As Josh said, people are quick to jump all over MS, but other parties have just as many problems. Perceptions aside, FF has had as many days vulnerable to critical exploits as IE (sorry, I don't have citation handy, but I have seen the actual numbers). Flash has had problems, and I believe that Adobe Acrobat Reader has had a critical exploit sitting unpatched for months.
Quite true, this is the first real IE Security Hole that has been found in a while. The other batch of nasties that have showed up as of late were specific to plug-ins that are used (to exploit) all browsers currently on the market. Flash (which sadly is Adobe these days) had its share of holes and between being way more powerful then it should be for a graphics plug-in, and being developed by a graphics company with no clue about security outside of piracy... is apt to be a PITA for some time to come.
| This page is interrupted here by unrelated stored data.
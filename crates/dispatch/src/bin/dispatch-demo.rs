//! dispatch-demo -- drive one owner-thread dispatcher from concurrent async producers.
//!
//! Spawns an owner thread that pumps its dispatcher, fans work in from
//! several tokio tasks, then cancels, disposes, and prints the dispatcher
//! metrics as JSON.
//!
//! # Usage
//!
//! ```bash
//! # Defaults: 4 producers x 250 items
//! dispatch-demo
//!
//! # Slow items, some of them failing, with a config file
//! dispatch-demo --producers 8 --items 50 --item-delay-ms 2 --fail-every 10 --config affinity.toml
//!
//! # Bounded run with a faster pump wake-up
//! dispatch-demo --items 100000 --run-secs 5 --wait-timeout-ms 20
//!
//! # Via environment variables (profile-aware, .env is honoured)
//! AFFINITY_PROFILE=bench BENCH_DISPATCH_WAIT_TIMEOUT_MS=20 dispatch-demo
//! ```

use std::sync::Arc;
use std::thread;
use std::time::{Duration, Instant};

use anyhow::Context;
use clap::Parser;
use tracing::{info, warn};

use affinity_core::load_dotenv;
use affinity_dispatch::{CancelToken, DispatchConfig, DispatchError, Dispatcher, DispatcherRegistry};

// ── CLI ─────────────────────────────────────────────────────────────

/// Fan work from async producers into a single owner thread.
#[derive(Parser, Debug)]
#[command(name = "dispatch-demo", version, about)]
struct Cli {
    /// Optional TOML config file with a `[dispatcher]` table.
    #[arg(long, env = "AFFINITY_CONFIG")]
    config: Option<String>,

    /// Number of concurrent producer tasks.
    #[arg(long, env = "DEMO_PRODUCERS", default_value_t = 4)]
    producers: usize,

    /// Work items submitted by each producer.
    #[arg(long, env = "DEMO_ITEMS", default_value_t = 250)]
    items: usize,

    /// Simulated work per item in milliseconds.
    #[arg(long, env = "DEMO_ITEM_DELAY_MS", default_value_t = 0)]
    item_delay_ms: u64,

    /// Make every Nth item fail (0 = never).
    #[arg(long, env = "DEMO_FAIL_EVERY", default_value_t = 0)]
    fail_every: usize,

    /// Override the pump loop wait timeout from the loaded config.
    #[arg(long, env = "DEMO_WAIT_TIMEOUT_MS")]
    wait_timeout_ms: Option<u64>,

    /// Stop after this many seconds even if producers are still busy.
    #[arg(long, env = "DEMO_RUN_SECS")]
    run_secs: Option<u64>,
}

impl Cli {
    fn load_config(&self) -> anyhow::Result<DispatchConfig> {
        let mut config = match &self.config {
            Some(path) => DispatchConfig::from_file(path)
                .with_context(|| format!("loading dispatcher config from {path}"))?,
            None => DispatchConfig::from_env(),
        };
        if let Some(ms) = self.wait_timeout_ms {
            config.wait_timeout_ms = ms;
        }
        config.validate()?;
        Ok(config)
    }
}

#[derive(Debug, Default)]
struct ProducerReport {
    succeeded: usize,
    failed: usize,
}

#[tokio::main]
async fn main() -> anyhow::Result<()> {
    // Initialize structured logging.
    tracing_subscriber::fmt()
        .with_env_filter(
            tracing_subscriber::EnvFilter::try_from_default_env()
                .unwrap_or_else(|_| tracing_subscriber::EnvFilter::new("info")),
        )
        .init();

    load_dotenv();
    let cli = Cli::parse();
    info!(?cli, "starting dispatch-demo");

    let config = cli.load_config()?;
    config.log_summary();

    let registry = Arc::new(DispatcherRegistry::with_config(config.clone()));
    let token = CancelToken::new();

    // Owner thread: registers itself and pumps until cancelled.
    let owner = {
        let registry = registry.clone();
        let token = token.clone();
        thread::Builder::new()
            .name("dispatch-owner".into())
            .spawn(move || registry.current().run(token))
            .context("spawning owner thread")?
    };
    let dispatcher = registry.dispatcher_for_thread(owner.thread());

    let started = Instant::now();
    let producers: Vec<_> = (0..cli.producers)
        .map(|p| tokio::spawn(produce(dispatcher.clone(), p, cli.items, cli.item_delay_ms, cli.fail_every)))
        .collect();

    let mut totals = ProducerReport::default();
    tokio::select! {
        reports = join_producers(producers) => {
            for report in reports? {
                totals.succeeded += report.succeeded;
                totals.failed += report.failed;
            }
        }
        _ = run_deadline(cli.run_secs) => {
            warn!(run_secs = ?cli.run_secs, "run duration elapsed, abandoning remaining work");
        }
        _ = shutdown_signal() => {
            warn!("shutdown signal received, abandoning remaining work");
        }
    }
    let elapsed = started.elapsed();

    // Stop the pump, then release the dispatcher once the run has exited.
    token.cancel();
    let disposer = dispatcher.clone();
    tokio::task::spawn_blocking(move || disposer.dispose()).await?;
    match owner.join() {
        Ok(result) => result?,
        Err(_) => anyhow::bail!("owner thread panicked"),
    }

    info!(
        succeeded = totals.succeeded,
        failed = totals.failed,
        elapsed_ms = elapsed.as_millis() as u64,
        "dispatch-demo finished"
    );

    let summary = serde_json::json!({
        "dispatcher": dispatcher.id(),
        "config": config,
        "succeeded": totals.succeeded,
        "failed": totals.failed,
        "elapsed_ms": elapsed.as_millis() as u64,
        "metrics": dispatcher.metrics(),
    });
    println!("{}", serde_json::to_string_pretty(&summary)?);
    Ok(())
}

/// Submit `items` work items and await each result.
async fn produce(
    dispatcher: Arc<Dispatcher>,
    producer: usize,
    items: usize,
    delay_ms: u64,
    fail_every: usize,
) -> ProducerReport {
    let delay = Duration::from_millis(delay_ms);
    let futures: Vec<_> = (1..=items)
        .map(|i| {
            let fail = fail_every > 0 && i % fail_every == 0;
            dispatcher.invoke_fallible(move || {
                if !delay.is_zero() {
                    thread::sleep(delay);
                }
                if fail {
                    Err(format!("producer {producer} item {i}: synthetic failure"))
                } else {
                    Ok(i)
                }
            })
        })
        .collect();

    let mut report = ProducerReport::default();
    for future in futures {
        match future.await {
            Ok(_) => report.succeeded += 1,
            Err(DispatchError::ItemFailure(_)) => report.failed += 1,
            Err(e) => {
                warn!(producer, error = %e, "work item did not complete");
                report.failed += 1;
            }
        }
    }
    report
}

/// Await every producer task, surfacing the first join error.
async fn join_producers(
    handles: Vec<tokio::task::JoinHandle<ProducerReport>>,
) -> Result<Vec<ProducerReport>, tokio::task::JoinError> {
    let mut reports = Vec::with_capacity(handles.len());
    for handle in handles {
        reports.push(handle.await?);
    }
    Ok(reports)
}

/// Resolve after `secs` seconds, or never when no limit is set.
async fn run_deadline(secs: Option<u64>) {
    match secs {
        Some(secs) => tokio::time::sleep(Duration::from_secs(secs)).await,
        None => std::future::pending().await,
    }
}

/// Wait for SIGINT or SIGTERM.
async fn shutdown_signal() {
    let ctrl_c = tokio::signal::ctrl_c();

    #[cfg(unix)]
    {
        let mut sigterm =
            tokio::signal::unix::signal(tokio::signal::unix::SignalKind::terminate())
                .expect("failed to register SIGTERM handler");
        tokio::select! {
            _ = ctrl_c => {},
            _ = sigterm.recv() => {},
        }
    }

    #[cfg(not(unix))]
    {
        ctrl_c.await.expect("failed to listen for ctrl_c");
    }
}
Then there is Sun's Java with ALL the VMs memory preallocated as writable, Cripes! Who's bright Idea was that? I've hated it ever since there last fight with MS when they wanted everyone to have the "Full Benefit" of their complete package instead of the stripped down version MS was providing. The stripped down version was lighter, faster, and safer IMO. I refuse to install Java on anything these days, it's just too bloody risky.
I use IE, I like IE, I have no problem with FF ... But the last time the (Media Circus and so called) Security Mavens started chanting switch to FF it got clobbered with new exploits two months after the (Lemmings) public started to move to it.
All the (System Crippling baby-sitter) security suites in the world will not help the typical uninformed end user that will randomly click on anything that shows up on the screen just to get back to what they were doing. Reduced permissions (both simple & free) have however quickly proven effective as if the user doesn't have permission to break the machine...neither does the bug.
The only thing that will truly "Fix" the internet security issue is a change of attitude. People need to stop thing of their computers in the context of a TV or radio, and start thinking of it in the (exact) same context as their car.
Not paying attention on the Interstate highway, you die (or have a costly repair).
Not paying attention on the information highway, you die (think identity theft, etc.) or have a costly repair.
Same Same...It's not a friggin Radio...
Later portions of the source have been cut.